Concentration and execution camps were liberated one after another as the Allies entered Berlin, Germany in the final days of the war, 1939-1945. The first camp to be liberated was Majdanek in eastern Poland on July 24, 1944 by the Soviet Red Army. But it was not until next year that the provisional government, founded by General Charles De Gaulle, after the French Revolution encouraged the coverage.
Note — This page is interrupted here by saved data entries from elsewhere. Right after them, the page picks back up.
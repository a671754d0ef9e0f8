use nodewatch_client::{Node, NodeId};
use std::collections::HashSet;

/// Ordered node list keyed by id. Position is first-seen order and is kept
/// across in-place replacement.
#[derive(Debug, Clone, Default)]
pub struct NodeStore {
    nodes: Vec<Node>,
}

impl NodeStore {
    pub fn new() -> Self {
        Self::default()
    }

    pub fn len(&self) -> usize {
        self.nodes.len()
    }

    pub fn is_empty(&self) -> bool {
        self.nodes.is_empty()
    }

    pub fn iter(&self) -> impl Iterator<Item = &Node> {
        self.nodes.iter()
    }

    pub fn as_slice(&self) -> &[Node] {
        &self.nodes
    }

    pub fn ids(&self) -> impl Iterator<Item = NodeId> + '_ {
        self.nodes.iter().map(|n| n.id)
    }

    pub fn contains(&self, id: NodeId) -> bool {
        self.position(id).is_some()
    }

    pub fn position(&self, id: NodeId) -> Option<usize> {
        self.nodes.iter().position(|n| n.id == id)
    }

    pub fn get(&self, id: NodeId) -> Option<&Node> {
        self.nodes.iter().find(|n| n.id == id)
    }

    pub fn get_mut(&mut self, id: NodeId) -> Option<&mut Node> {
        self.nodes.iter_mut().find(|n| n.id == id)
    }

    pub fn at(&self, index: usize) -> Option<&Node> {
        self.nodes.get(index)
    }

    /// Replace the record with the same id, keeping its position. Returns
    /// false (and changes nothing) if the id is unknown.
    pub fn replace(&mut self, node: Node) -> bool {
        match self.position(node.id) {
            Some(idx) => {
                self.nodes[idx] = node;
                true
            }
            None => false,
        }
    }

    /// Replace in place or append. Returns true when the node was new.
    pub fn upsert(&mut self, node: Node) -> bool {
        match self.position(node.id) {
            Some(idx) => {
                self.nodes[idx] = node;
                false
            }
            None => {
                self.nodes.push(node);
                true
            }
        }
    }

    pub fn remove(&mut self, id: NodeId) -> Option<Node> {
        let idx = self.position(id)?;
        Some(self.nodes.remove(idx))
    }

    /// Swap in a whole new list. Duplicate ids keep only their last record,
    /// at the first position they appeared.
    pub fn reset(&mut self, nodes: Vec<Node>) {
        self.nodes.clear();
        for node in nodes {
            self.upsert(node);
        }
    }
}

/// Ids chosen for export. Only ever holds ids present in the owning store;
/// `AppState` is the one place that mutates both together.
#[derive(Debug, Clone, Default, PartialEq, Eq)]
pub struct SelectionSet {
    ids: HashSet<NodeId>,
}

impl SelectionSet {
    pub fn new() -> Self {
        Self::default()
    }

    pub fn len(&self) -> usize {
        self.ids.len()
    }

    pub fn is_empty(&self) -> bool {
        self.ids.is_empty()
    }

    pub fn contains(&self, id: NodeId) -> bool {
        self.ids.contains(&id)
    }

    pub(crate) fn insert(&mut self, id: NodeId) -> bool {
        self.ids.insert(id)
    }

    pub(crate) fn remove(&mut self, id: NodeId) -> bool {
        self.ids.remove(&id)
    }

    pub(crate) fn clear(&mut self) {
        self.ids.clear();
    }

    pub(crate) fn fill(&mut self, ids: impl IntoIterator<Item = NodeId>) {
        self.ids = ids.into_iter().collect();
    }

    /// Selected ids in store order.
    pub fn ordered(&self, store: &NodeStore) -> Vec<NodeId> {
        store.ids().filter(|id| self.ids.contains(id)).collect()
    }

    pub fn is_subset_of(&self, store: &NodeStore) -> bool {
        self.ids.iter().all(|id| store.contains(*id))
    }
}
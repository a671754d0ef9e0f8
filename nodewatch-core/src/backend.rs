use nodewatch_client::{
    ApiClient, CheckConfig, ClientError, EventStream, ExportDocument, Node, NodeId, NodesSnapshot,
    StartOutcome, Validation,
};
use std::future::Future;

pub type BackendResult<T> = Result<T, ClientError>;

/// The checker service as the controller sees it. [`ApiClient`] is the real
/// implementation; tests script their own.
pub trait Backend {
    fn validate(&self, source: &str) -> impl Future<Output = BackendResult<Validation>> + Send;

    fn start(
        &self,
        source: &str,
        config: &CheckConfig,
    ) -> impl Future<Output = BackendResult<StartOutcome>> + Send;

    fn nodes(&self) -> impl Future<Output = BackendResult<NodesSnapshot>> + Send;

    fn open_progress(&self) -> impl Future<Output = BackendResult<EventStream>> + Send;

    fn stop(&self) -> impl Future<Output = BackendResult<()>> + Send;

    fn recheck(
        &self,
        id: NodeId,
        config: &CheckConfig,
    ) -> impl Future<Output = BackendResult<Node>> + Send;

    fn rename(&self, id: NodeId, name: &str) -> impl Future<Output = BackendResult<()>> + Send;

    fn delete(&self, id: NodeId) -> impl Future<Output = BackendResult<()>> + Send;

    fn export(&self, ids: &[NodeId]) -> impl Future<Output = BackendResult<ExportDocument>> + Send;
}

impl Backend for ApiClient {
    async fn validate(&self, source: &str) -> BackendResult<Validation> {
        ApiClient::validate(self, source).await
    }

    async fn start(&self, source: &str, config: &CheckConfig) -> BackendResult<StartOutcome> {
        ApiClient::start(self, source, config).await
    }

    async fn nodes(&self) -> BackendResult<NodesSnapshot> {
        ApiClient::nodes(self).await
    }

    async fn open_progress(&self) -> BackendResult<EventStream> {
        ApiClient::open_progress(self).await
    }

    async fn stop(&self) -> BackendResult<()> {
        ApiClient::stop(self).await
    }

    async fn recheck(&self, id: NodeId, config: &CheckConfig) -> BackendResult<Node> {
        ApiClient::recheck(self, id, config).await
    }

    async fn rename(&self, id: NodeId, name: &str) -> BackendResult<()> {
        ApiClient::rename(self, id, name).await
    }

    async fn delete(&self, id: NodeId) -> BackendResult<()> {
        ApiClient::delete(self, id).await
    }

    async fn export(&self, ids: &[NodeId]) -> BackendResult<ExportDocument> {
        ApiClient::export(self, ids).await
    }
}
In July 1944, when Germany lost the war, Nazi leader Heinrich Himmler ordered the evacuation of the camp before the Allies arrived and transferred prisoners to many other camps. This evacuation plan focused primarily on camps in the Baltic states, near the Soviet Red Army's advance. Officers of the Schutzstaffel Force (SS or black army) are responsible for erasing all traces of crime before fleeing.
The Auschwitz - Birkenau camp in southern Poland, liberated by the Soviet Red Army on January 27, 1945, was gradually dismantled from mid-1944 and over 60,000 evacuees were evacuated. When the Soviet troops arrived, 7,000 prisoners remained because they could not follow in the evacuation called "Zombie Parade" to other camps.
The discovery of the first "death camps" did not draw a lot of attention to the public due to the image not being widely shared. Russian and Polish investigators photographed the camp in Majdanek and Auschwitz, while the US military photographer filmed a documentary about the camp in Struthof, the only Nazi concentration camp located in France. now. But France does not want to broadcast the documentary to avoid inciting many families whose loved ones went missing after being deported, arrested or convicted.
The turning point came on April 6, 1945 with the discovery of Ohrdruf, the merger camp of Buchenwald concentration camp in Germany. As the Americans entered Ohrdruf, along with US war correspondent Meyer Levin and AFP photographer Eric Schwab, they discovered the prison was still on fire and many skeletal inmates were executed with bullets in the head.
Supreme Commander of the Allied Forces in Europe Dwight Eisenhower on April 12 visited the camp and described the "unspeakable horrific condition" of the place. The Allied leader immediately decided to lift all restrictions to publish the Nazi evidence of crime with the world.
That evening, French Communist daily Ce Soir posted on the front page an image of the Nazi "death camp". A few days later, Eisenhower advised journalists to visit the camps, where "the evidence of barbarism and brutality was beyond endurance to the point of eradicating suspicion of Nazi action."